Londoners are, by nature, pretty angry. I know, I’ve been there. Just yesterday I shoved a woman on the tube with a backpack who wouldn’t move out the doorway. We’ve a lot to get mad about.

Which is why I possibly started one morning this week, shall we say, rather pissed off. I felt like work wasn’t taking me seriously. I was becoming disillusioned with what I was doing. Everything felt like an uphill struggle. I was tired. I was irritated. It felt like rather than relishing my work and living ly life I was going through the motions. My brain had been wired into a negative loop which it wasn’t able to break out from.

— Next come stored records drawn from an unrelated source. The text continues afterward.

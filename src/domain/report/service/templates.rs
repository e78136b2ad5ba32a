//! Built-in report templates.

pub const TABLE: &str = r#"# Cost report

Grouped by: {{ group_by | join(sep=", ") }}
{% if warnings %}
> **Warning:** incomplete data
{% for w in warnings %}> - {{ w }}
{% endfor %}{% endif %}
| {% for d in group_by %}{{ d }} | {% endfor %}currency | amount | records | share |
|{% for d in group_by %}---|{% endfor %}---|---:|---:|---:|
{% for row in rows %}| {% for v in row.values %}{{ v }} | {% endfor %}{{ row.currency }} | {{ row.amount_display }} | {{ row.record_count }} | {{ row.share }}% |
{% endfor %}
## Totals

{% for t in totals %}- {{ t.currency }}: {{ t.amount_display }}
{% endfor %}
## Providers

{% for p in providers %}- {{ p.provider }}: {{ p.status }} ({{ p.records }} records{% if p.skipped > 0 %}, {{ p.skipped }} skipped{% endif %})
{% endfor %}"#;

pub const NARRATIVE: &str = r#"Cost summary for {{ record_count }} records, grouped by {{ group_by | join(sep=", ") }}.
{% for t in totals %}
Total spend in {{ t.currency }} was {{ t.amount_display }}.{% endfor %}
{% for row in rows %}
{{ row.label }} accounted for {{ row.amount_display }} {{ row.currency }} ({{ row.share }}% of {{ row.currency }} spend) across {{ row.record_count }} records.{% endfor %}
{% for p in providers %}
{{ p.provider }} data is {{ p.status }} ({{ p.records }} records{% if p.skipped > 0 %}, {{ p.skipped }} skipped{% endif %}).{% endfor %}
{% if degraded %}
Data is incomplete:{% for w in warnings %}
- {{ w }}{% endfor %}
{% endif %}"#;

pub const HTML: &str = r#"<!DOCTYPE html>
<html>
<head><meta charset="utf-8"><title>Cost report</title></head>
<body>
<h1>Cost report</h1>
{% if warnings %}<ul class="warnings">
{% for w in warnings %}  <li>{{ w }}</li>
{% endfor %}</ul>
{% endif %}<table>
  <tr>{% for d in group_by %}<th>{{ d }}</th>{% endfor %}<th>currency</th><th>amount</th><th>records</th><th>share</th></tr>
{% for row in rows %}  <tr>{% for v in row.values %}<td>{{ v }}</td>{% endfor %}<td>{{ row.currency }}</td><td>{{ row.amount_display }}</td><td>{{ row.record_count }}</td><td>{{ row.share }}%</td></tr>
{% endfor %}</table>
<h2>Totals</h2>
<ul>
{% for t in totals %}  <li>{{ t.currency }}: {{ t.amount_display }}</li>
{% endfor %}</ul>
<h2>Providers</h2>
<ul>
{% for p in providers %}  <li>{{ p.provider }}: {{ p.status }} ({{ p.records }} records)</li>
{% endfor %}</ul>
</body>
</html>
"#;

/// (name, source) pairs registered on every renderer.
pub fn builtin() -> [(&'static str, &'static str); 3] {
    [("table", TABLE), ("narrative", NARRATIVE), ("html", HTML)]
}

So it was that one morning I had the novel idea to write to my boss, a furious letter of all the things which were working against me in our team. I spared nothing, writing articulately but coming as close to a written rant as my nature and basic workplace decency would allow.

The novel part was, that I didn’t send it. A few mornings later it still lies, signed, sealed and unsent, in my documents folder.

Yet the cathartic nature of this letter and the mental release which it afforded I’m afraid mere words on the page can barely express. It was as though the anger and resentment had moved from a great, frothing mass in my head to merely a trace. A shadow. I meditated, trying to choose a guided meditation which would “re-code” my brain out of the negative funk in which it had somehow found itself. Somehow, as I went about my day, I resolved to let my attitude change. I would simply stand back and let the things I couldn’t alter drift by. I’m not going to pretend it was perfect, I wasn’t suddenly sitting on a lotus blossom chanting “om” and being at one with the butterflies, but something did change. Resentments I’d been feeling towards colleagues melted away, and things, for whatever reason, became easier. Ideas flowed, creativity flourished, and I re-discovered the love for my job I’d had 10 months ago when I first started. The power-struggle I felt like I’ been locked in evaporated and the knots of office-tension eased.

It’s strange, sometimes, to look around and wonder what dramas are steaming through the heads of people all around us, which we’ll never know. Even those close to us. I suddenly felt like I’d gone through an entire kaleidoscope of emotion without uttering a single syllable. Something which, if I’m honest, I don’t usually do. I need to voice my problems to even begin getting a handle on them. I think sometimes it;s a strain my friends bear with a necessary degree of equanimity.

But a part of me was proud that, with no outside help or input I’d somehow taken responsibility to alter my own attitudes. It struck me how everything we do, and however we interpret it in our individual ways, comes down to attitude. We can resent someone else or we can be happy for them. It may not be from our heart truly, but we can muster enough face to face it, I think. We can rail and scream at the injustices of our lives, of the breakups or silences or ignorances which make us want to take our fellow human being and flay them, or we can breathe deep and see, even in the most minute way, the positives in our situation.

I’m as skeptical of over-embellished words of philosophy as anyone else. I think some of the ancients tapped into a collective psyche of some sort in their writings, but I find a lot of modern literature on the subject to be air-headed and superfluous. It’s like a lot of what the Dalai Lama says – it’s pretty rhetoric and true in its own way, but hardly conducive to the practicalities of everyday life. Sir Dalai doesn’t have to take a crowded commute every morning to a stressful city job. But it was amazing to watch a change in attitude have a knock-on effect to other parts of my life. It was like turning the mirror back upon myself and seeing a new way. And, to say it truthfully, life is just so much more pleasant with a good attitude.

Anger may be a temporary relief, but really, it’s such hard work.